Une estimation qui s’appuie sur des chiffres totalement faux peut entraîner des conséquences dévastatrices sur la stratégie des candidats. François Fillon, par exemple,  a mis en place une tactique très offensive pour rattraper son retard (supposé), constitué des points-presse hebdomadaires où son porte-parole, Jérome Chartier, a expliqué, interprété le programme du candidat Fillon. La position d’Alain Juppé, qui avait à déterminer une tactique pour maintenir une avance, bien qu’il eût communiqué ses dépenses de campagne, et que son service presse ait toujours répondu aux diverses questions, fut au contraire bien moins offensive, et l’absence de point-presse a peut-être mis trop en retrait l’action du candidat Alain Juppé.

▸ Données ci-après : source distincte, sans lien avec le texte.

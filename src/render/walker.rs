use std::collections::HashSet;
use std::path::{Path, PathBuf};

use globset::{Glob, GlobSet, GlobSetBuilder};
use tera::Context;
use walkdir::WalkDir;

use crate::config::schema::FilesConfig;
use crate::error::{GraftError, Result};
use crate::render::file::{is_binary, render_file_content, render_path_component};

/// One file produced by a render pass.
#[derive(Debug, Clone, PartialEq, Eq)]
pub struct RenderedFile {
    /// Path relative to the target tree root.
    pub path: PathBuf,
    pub content: Vec<u8>,
    /// Copied verbatim (binary or `copy_without_render`) rather than rendered.
    pub is_copy: bool,
}

/// Output of rendering one template resource, in walk order.
#[derive(Debug, Clone, Default, PartialEq, Eq)]
pub struct RenderedFileSet {
    files: Vec<RenderedFile>,
}

impl RenderedFileSet {
    pub fn iter(&self) -> std::slice::Iter<'_, RenderedFile> {
        self.files.iter()
    }

    pub fn len(&self) -> usize {
        self.files.len()
    }

    pub fn is_empty(&self) -> bool {
        self.files.is_empty()
    }

    pub fn paths(&self) -> impl Iterator<Item = &Path> {
        self.files.iter().map(|f| f.path.as_path())
    }
}

impl<'a> IntoIterator for &'a RenderedFileSet {
    type Item = &'a RenderedFile;
    type IntoIter = std::slice::Iter<'a, RenderedFile>;

    fn into_iter(self) -> Self::IntoIter {
        self.files.iter()
    }
}

/// How a template resource directory is turned into files.
pub struct RenderSettings<'a> {
    pub templates_suffix: &'a str,
    pub files: &'a FilesConfig,
}

/// Render every file under `resource_dir` against `context`.
///
/// Reads only the template resource; the target tree is never consulted, so
/// the same resource and context always produce the same set.
pub fn render_resource(
    resource_dir: &Path,
    settings: &RenderSettings<'_>,
    context: &Context,
) -> Result<RenderedFileSet> {
    if !resource_dir.is_dir() {
        return Err(GraftError::TemplateDirectoryMissing {
            path: resource_dir.to_path_buf(),
        });
    }

    let suffix = settings.templates_suffix;
    let exclude_set = build_glob_set(&settings.files.exclude)?;
    let copy_set = build_glob_set(&settings.files.copy_without_render)?;

    let mut files = Vec::new();
    let mut seen = HashSet::new();

    for entry in WalkDir::new(resource_dir).min_depth(1).sort_by_file_name() {
        let entry = entry.map_err(|e| GraftError::TemplateRead {
            context: format!("walking {}", resource_dir.display()),
            source: e.into(),
        })?;
        if entry.file_type().is_dir() {
            continue;
        }

        let src_path = entry.path();
        let rel_path = src_path
            .strip_prefix(resource_dir)
            .expect("entry must be under resource_dir");
        let rel_str = rel_path.to_string_lossy();

        if exclude_set.is_match(rel_str.as_ref()) {
            continue;
        }

        let Some(rendered_rel) = render_relative_path(rel_path, context, suffix)? else {
            tracing::debug!(template = %rel_str, "path rendered empty, skipping");
            continue;
        };

        if !seen.insert(rendered_rel.clone()) {
            return Err(GraftError::DuplicateRenderedPath { path: rendered_rel });
        }

        let raw = std::fs::read(src_path).map_err(|e| GraftError::TemplateRead {
            context: format!("reading {}", src_path.display()),
            source: e,
        })?;

        let has_suffix = suffix.is_empty() || rel_str.ends_with(suffix);
        let should_copy = copy_set.is_match(rendered_rel.to_string_lossy().as_ref())
            || is_binary(&raw)
            || !has_suffix;

        if should_copy {
            files.push(RenderedFile {
                path: rendered_rel,
                content: raw,
                is_copy: true,
            });
            continue;
        }

        let source = String::from_utf8(raw).map_err(|e| GraftError::TemplateRead {
            context: format!("reading {}", src_path.display()),
            source: std::io::Error::new(std::io::ErrorKind::InvalidData, e),
        })?;
        let rendered = render_file_content(&rel_str, &source, context)?;
        files.push(RenderedFile {
            path: rendered_rel,
            content: rendered.into_bytes(),
            is_copy: false,
        });
    }

    tracing::debug!(
        resource = %resource_dir.display(),
        files = files.len(),
        "rendered template resource"
    );
    Ok(RenderedFileSet { files })
}

/// Render each component of a relative path through Tera and strip the template suffix.
///
/// Returns `None` when a component renders to an empty string, which lets a
/// template switch a file off with `{% if flag %}name{% endif %}`.
fn render_relative_path(rel_path: &Path, context: &Context, suffix: &str) -> Result<Option<PathBuf>> {
    let mut rendered = PathBuf::new();
    for component in rel_path.components() {
        let part = component.as_os_str().to_string_lossy();
        let mut rendered_part = render_path_component(&part, context)?;

        if !suffix.is_empty() && rendered_part.ends_with(suffix) {
            rendered_part.truncate(rendered_part.len() - suffix.len());
        }

        if rendered_part.trim().is_empty() {
            return Ok(None);
        }

        rendered.push(rendered_part);
    }
    Ok(Some(rendered))
}

fn build_glob_set(patterns: &[String]) -> Result<GlobSet> {
    let mut builder = GlobSetBuilder::new();
    for pattern in patterns {
        let glob = Glob::new(pattern).map_err(|e| GraftError::GlobPattern {
            pattern: pattern.clone(),
            source: e,
        })?;
        builder.add(glob);
    }
    builder.build().map_err(|e| GraftError::GlobPattern {
        pattern: "<combined>".into(),
        source: e,
    })
}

Nous avons souhaité obtenir une explication de ces instituts de sondage. Seul Ipsos nous a répondu -sans répondre- que suite à un « problème d’agendas de (leurs) experts extrêmement sollicités à la suite de la Primaire », leur position face à l’écart de plus de 15 points entre François Fillon et Alain Juppé ne pouvait nous   être indiquée.  BVA et Sofres, eux aussi contactés, n’ont par ailleurs tout simplement pas répondu. Il est donc bien difficile de sonder nos chers sondeurs.

Dés hier soir, volatilité semblait le maître mot des « sondeurs », eux qui se définissent pourtant  comme des « Game Changers » sont’ils devenus des « Game Over ». La seule explication avancée sur France 2 fut que les sondages n’exprimaient plus qu’une « tendance ».

Après avoir été portés aux nues depuis plus de vingt ans, les sondeurs seraient-ils  sur leur déclin? La question de leur crédibilité est dorénavant engagée. La seule évocation de matrices de transferts,  derniers mots à la mode pour les instituts de sondage, ne peut dissiper les doutes. Mais sera-t-elle suffisante pour pallier leur déclin d’image et d’influence?